Mono Lake January 2012

I had been wanting to get some sunrise shots from Mono Lake for a while and finally got up there a few days ago.

Since I’m not an early riser, I was going to have to make it a late night. I left San Diego about 10:30pm and parked at Mono Lake, South Tufa Trail-head  about 5:45am; It was still dark and about 17°f.

I made my way down to the south end of the lake and to say I was amazed by the scenery would be an understatement. This was the first time I had seen the tufa towers and the lake up close.

The first shot was taken while it was still pretty dark out. Mist was starting to rise off of the lake and the sky was just starting to lighten up.

First Shot at Mono Lake

30 sec exp; f/10; ISO 100; 50mm; Nikon D80

I was setting this next shot up as the second shot,


13 sec exp; f/16; ISO 100; 26mm; Nikon D80

When I glanced back over my shoulder and saw this:

Tufa Reflection with Mountains and Mist in Background

30 sec exp; f/20; ISO 100; 18mm; Nikon D80

The sun wasn’t up yet, so I was able to get these at a longer exposure. The white on the tufa is salt; Mono Lake is a salt water lake.

Mono Lake, Early Morning

30 sec exp; f/25; ISO 100; 40mm; Nikon D80

As the sun came up, colors started to change…and exposure times started to shorten.

Sunrise on Mono Lake

1 sec exp; f/22; ISO 100; 18mm; Nikon D80

Sunrise, Mono Lake

1 sec exp; f/25; ISO 100; 48mm; Nikon D80

One more with the sun shining on the mountains in the background.

Mountains from Mono Lake

1/2 sec exp; f/20; ISO 100; 55mm; Nikon D80

I had a great time shooting Mono Lake. It was cold and there was ice forming on my camera as I got back to the truck,  but it was worth the long drive and low temps.

Here’s a little info about Mono Lake and the tufa towers:

The tufa towers are calcium carbonate limestone that forms when certain chemical conditions are met, and only grows under water. In 1941, Los Angeles water and power diverted most of the creeks and rivers that fed Mono Lake south to meet the needs of the growing communities. The result was the lake started to dry up and the water turned salty. By 1995, the lake had lost over 40 vertical feet of water and the remaining water had doubled in salinity. Since then, programs have been put in place to help preserve and restore Mono Lake.

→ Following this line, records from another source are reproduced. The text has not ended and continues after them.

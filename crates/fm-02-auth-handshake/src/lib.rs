//! # Auth Handshake (FM-02)
//!
//! Decides whether a connecting minion gets a session.
//!
//! ## Protocol
//!
//! ```text
//! Connected ──AUTH_REQUEST──→ IdentityClaimed ──propose──→ KeyChecked
//!                                                             │
//!            ┌──────────────────┬─────────────────┬───────────┴──────┐
//!            ▼                  ▼                 ▼                  ▼
//!        Accepted        PendingApproval       Rejected            Denied
//!            │                  │ (operator accepts,
//!   signature + session key     │  runtime rechecks)
//!            ▼                  ▼
//!   SessionEstablished      Accepted ...
//! ```
//!
//! ## Security Notes
//!
//! - The claimed ID passes the identity sanitizer before anything else; a
//!   refused ID gets no response and leaves no record.
//! - Challenges are single-use and expire after the handshake timeout.
//! - A presented key that differs from the stored one is denied. Re-keying
//!   is an operator action (delete, then accept the new key).
//! - No key material leaves the master before `SessionEstablished`.

pub mod domain;
pub mod service;

pub use domain::challenge::ChallengeLedger;
pub use domain::config::AuthConfig;
pub use domain::errors::{AuthError, ChallengeError};
pub use domain::proof::{challenge_message, AUTH_LABEL, NONCE_LEN};
pub use domain::state::{DenyReason, HandshakeEvent, HandshakeState};
pub use service::{AuthOutcome, AuthRequest, AuthService, Handshake, PendingHandshake};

6 thoughts on “Mono Lake January 2012

  1. Wow!……..those are really some GREAT shots Joe! Thanks for sharing. I also enjoyed the brief history lesson….amazing!

    • Thanks Shutter

      It was a great place to shoot!
      I got lucky… a cold morning with no wind.

      I was hoping for a firey sunrise, but the quiet reflections, mist and nice blue hues in the low light were a fair trade!

    • This was a great day!
      I see the sun go down way more often than I see it rise and this morning was a great change of pace.